When Ulysses Grant left office, he went back to being Mr. Grant. Sure, he'd been a general (he'd been the general, but he wasn't serving any longer) and he'd been president (but the whole point to being President, rather than a king, is that you stop doing it). So, by address, Mr. Grant.
At least since President Carter, that hasn't been true; it's still, by address, President Carter, President Clinton, President Bush, President Obama.
That's a mistake; that's making the presidency holy, instead of a job. Once you do that, you can't think about it accurately; it picks up this nonsensical air of immutability rather than being a job, and the current holder of the job being subject to material evaluation.
Holiness has been undone before; the House of Hohenzollern is still rich, still owns (and sometimes inhabits) castles, but the head of the house is Mr. Hohenzollern. And that was with a fair number of people who did not want it undone, rather as there are a fair number today who demand a king and will not have the president be anything other than holy.
One of the best simple things a hypothetical Biden admin could do would be to change the protocol rules, and get real strict about former presidents losing the title of address. Yeah, sure, you had the fate of the world in your hands for awhile, but you put it down. The brimstone whiff of the mushroom cloud and soulless glint of the market attend on you no longer.
And, yeah, sure, Trump hasn't got his own fate in his hands. Trump's haplessness is not the point; the point is that which is public is not, after all, that which is holy.
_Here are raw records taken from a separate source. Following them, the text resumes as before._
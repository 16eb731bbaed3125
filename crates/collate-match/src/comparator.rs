//! Weighted multi-field comparison of one record pair.
//!
//! Fields absent on either side are excluded from both numerator and
//! denominator, so the aggregate is always normalized by the weight that
//! actually applied. A field whose runtime value type disagrees with its
//! declared kind is likewise excluded for that pair (and logged), rather
//! than aborting the comparison: one malformed field must not sink an
//! entire collection comparison.

use tracing::warn;

use collate_model::{FieldKind, FieldSpec, FieldValue, MatchConfig, Record};

use crate::similarity::{numeric_similarity, text_similarity};

/// Aggregate score plus the fields that contributed non-zero similarity.
#[derive(Debug, Clone)]
pub struct PairScore {
    /// Weighted aggregate in `[0.0, 1.0]`; `0.0` when no field was
    /// comparable on both sides.
    pub score: f64,
    pub matched_fields: Vec<String>,
}

/// Per-field contribution, for audit output.
#[derive(Debug, Clone)]
pub struct FieldBreakdown {
    pub field: String,
    pub similarity: f64,
    pub weight: f64,
}

/// Scores one (left, right) pair across all configured fields.
#[must_use]
pub fn score_pair(left: &Record, right: &Record, config: &MatchConfig) -> PairScore {
    let mut numerator = 0.0;
    let mut denominator = 0.0;
    let mut matched_fields = Vec::new();
    for spec in &config.fields {
        let Some(similarity) = field_similarity(left, right, spec) else {
            continue;
        };
        numerator += similarity * spec.weight;
        denominator += spec.weight;
        if similarity > 0.0 {
            matched_fields.push(spec.name.clone());
        }
    }
    let score = if denominator > 0.0 {
        numerator / denominator
    } else {
        0.0
    };
    PairScore {
        score,
        matched_fields,
    }
}

/// Per-field audit breakdown for one pair; skips fields that were not
/// comparable on both sides.
#[must_use]
pub fn explain_pair(left: &Record, right: &Record, config: &MatchConfig) -> Vec<FieldBreakdown> {
    config
        .fields
        .iter()
        .filter_map(|spec| {
            field_similarity(left, right, spec).map(|similarity| FieldBreakdown {
                field: spec.name.clone(),
                similarity,
                weight: spec.weight,
            })
        })
        .collect()
}

/// Similarity of the highest-weighted text field alone, the tier-4 fast
/// path. `None` when either side lacks the field.
#[must_use]
pub fn primary_text_similarity(
    left: &Record,
    right: &Record,
    config: &MatchConfig,
) -> Option<f64> {
    let spec = config.highest_weighted_text_field()?;
    let left_value = left.text(&spec.name)?;
    let right_value = right.text(&spec.name)?;
    Some(text_similarity(spec.effective_metric(), left_value, right_value))
}

/// Similarity for one field, or `None` when the field is not comparable on
/// both sides (absent or type-mismatched).
fn field_similarity(left: &Record, right: &Record, spec: &FieldSpec) -> Option<f64> {
    let left_value = typed_value(left, spec)?;
    let right_value = typed_value(right, spec)?;
    let similarity = match spec.kind {
        FieldKind::Exact => exact_similarity(left_value, right_value),
        FieldKind::Text => text_similarity(
            spec.effective_metric(),
            left_value.as_text().unwrap_or_default(),
            right_value.as_text().unwrap_or_default(),
        ),
        FieldKind::Numeric => numeric_similarity(
            left_value.as_integer().unwrap_or_default(),
            right_value.as_integer().unwrap_or_default(),
            spec.effective_tolerance(),
        ),
    };
    Some(similarity)
}

/// Fetches a record's value for the spec, excluding it on type mismatch.
fn typed_value<'a>(record: &'a Record, spec: &FieldSpec) -> Option<&'a FieldValue> {
    let value = record.field(&spec.name)?;
    let compatible = match spec.kind {
        FieldKind::Exact => true,
        FieldKind::Text => matches!(value, FieldValue::Text(_)),
        FieldKind::Numeric => matches!(value, FieldValue::Integer(_)),
    };
    if compatible {
        Some(value)
    } else {
        warn!(
            record_id = %record.id,
            field = %spec.name,
            declared = ?spec.kind,
            actual = value.type_name(),
            "field value type disagrees with its spec, excluding from scoring"
        );
        None
    }
}

fn exact_similarity(left: &FieldValue, right: &FieldValue) -> f64 {
    let equal = match (left, right) {
        (FieldValue::Text(a), FieldValue::Text(b)) => a.to_lowercase() == b.to_lowercase(),
        (FieldValue::Integer(a), FieldValue::Integer(b)) => a == b,
        (FieldValue::Url(a), FieldValue::Url(b)) => a == b,
        _ => false,
    };
    if equal { 1.0 } else { 0.0 }
}
//! Blocking index: restricts tier-4 comparison to candidates sharing a
//! cheap fingerprint of the primary text field.
//!
//! Blocking is a recall/performance trade-off, not a correctness guarantee:
//! two matching records whose normalized primary fields start with different
//! characters are never compared at tier 4 (e.g. a typo in the first
//! letter). Records with no usable primary text fall into a reserved empty
//! block that is considered everywhere.

use std::collections::HashMap;

use tracing::warn;

use collate_model::{MatchConfig, Record};

use crate::normalize::block_key;

/// Buckets right-collection record indices by blocking fingerprint.
#[derive(Debug)]
pub struct BlockingIndex {
    blocks: HashMap<String, Vec<usize>>,
    empty_block: Vec<usize>,
    total: usize,
    cap: usize,
    primary_field: String,
}

impl BlockingIndex {
    /// Indexes the right collection on the config's primary text field.
    #[must_use]
    pub fn build(right: &[Record], config: &MatchConfig) -> Self {
        let mut blocks: HashMap<String, Vec<usize>> = HashMap::new();
        let mut empty_block = Vec::new();
        for (index, record) in right.iter().enumerate() {
            let key = record
                .text(&config.primary_field)
                .map(block_key)
                .unwrap_or_default();
            if key.is_empty() {
                empty_block.push(index);
            } else {
                blocks.entry(key).or_default().push(index);
            }
        }
        Self {
            blocks,
            empty_block,
            total: right.len(),
            cap: config.blocking_cap(),
            primary_field: config.primary_field.clone(),
        }
    }

    /// Returns candidate right indices for one left record, in input order,
    /// capped at `max_candidates_per_record * 10` to bound worst-case skew
    /// (e.g. many titles starting with "The").
    ///
    /// A left record with no usable primary text is compared against every
    /// block; this is O(k) for the k such records.
    #[must_use]
    pub fn candidates(&self, left: &Record) -> Vec<usize> {
        let key = left
            .text(&self.primary_field)
            .map(block_key)
            .unwrap_or_default();
        let mut indices: Vec<usize> = if key.is_empty() {
            (0..self.total).collect()
        } else {
            let mut same_block = self.blocks.get(&key).cloned().unwrap_or_default();
            same_block.extend_from_slice(&self.empty_block);
            same_block.sort_unstable();
            same_block
        };
        if indices.len() > self.cap {
            warn!(
                left_id = %left.id,
                block = %key,
                candidates = indices.len(),
                cap = self.cap,
                "blocking cap reached, truncating candidate list"
            );
            indices.truncate(self.cap);
        }
        indices
    }
}

#[cfg(test)]
mod tests {
    use collate_model::{FieldSpec, TextMetric};

    use super::*;

    fn config() -> MatchConfig {
        MatchConfig::new(
            vec![FieldSpec::text("title", 1.0, TextMetric::JaroWinkler)],
            "title",
            vec!["title".to_string()],
        )
    }

    fn titled(id: &str, title: &str) -> Record {
        Record::new(id).with_text("title", title)
    }

    #[test]
    fn candidates_share_a_block() {
        let right = vec![
            titled("r1", "Zelda"),
            titled("r2", "The Zombies"),
            titled("r3", "Mario"),
        ];
        let index = BlockingIndex::build(&right, &config());

        // "The " is stripped before fingerprinting, so both z-titles bucket
        // together.
        let candidates = index.candidates(&titled("l1", "Zelda II"));
        assert_eq!(candidates, vec![0, 1]);
    }

    #[test]
    fn empty_primary_field_joins_every_lookup() {
        let right = vec![titled("r1", "Zelda"), titled("r2", "")];
        let index = BlockingIndex::build(&right, &config());

        assert_eq!(index.candidates(&titled("l1", "Zelda")), vec![0, 1]);
        // An empty-keyed left record is compared against everything.
        assert_eq!(index.candidates(&titled("l2", "...")), vec![0, 1]);
    }

    #[test]
    fn candidate_list_respects_hard_cap() {
        let mut cfg = config();
        cfg.max_candidates_per_record = 1;
        let right: Vec<Record> = (0..25)
            .map(|i| titled(&format!("r{i}"), &format!("The Game {i}")))
            .collect();
        let index = BlockingIndex::build(&right, &cfg);

        let candidates = index.candidates(&titled("l1", "The Game 3"));
        assert_eq!(candidates.len(), 10);
    }
}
If you try to make the simple material necessity of the public sphere -- the requirement to keep the minimum qualification for civilisation and maintain for all citizens the odds of dying of violence or starvation so low as to be immaterial -- a holy thing, you wind up with something that isn't civilisation or in any respect holy.
You'd think more people would notice.
This has been the standard form of address for retired elected officials of any level for generations though...Senator, Governor, Mayor: all are properly addressed as the highest title they achieved. President is not special in this regard.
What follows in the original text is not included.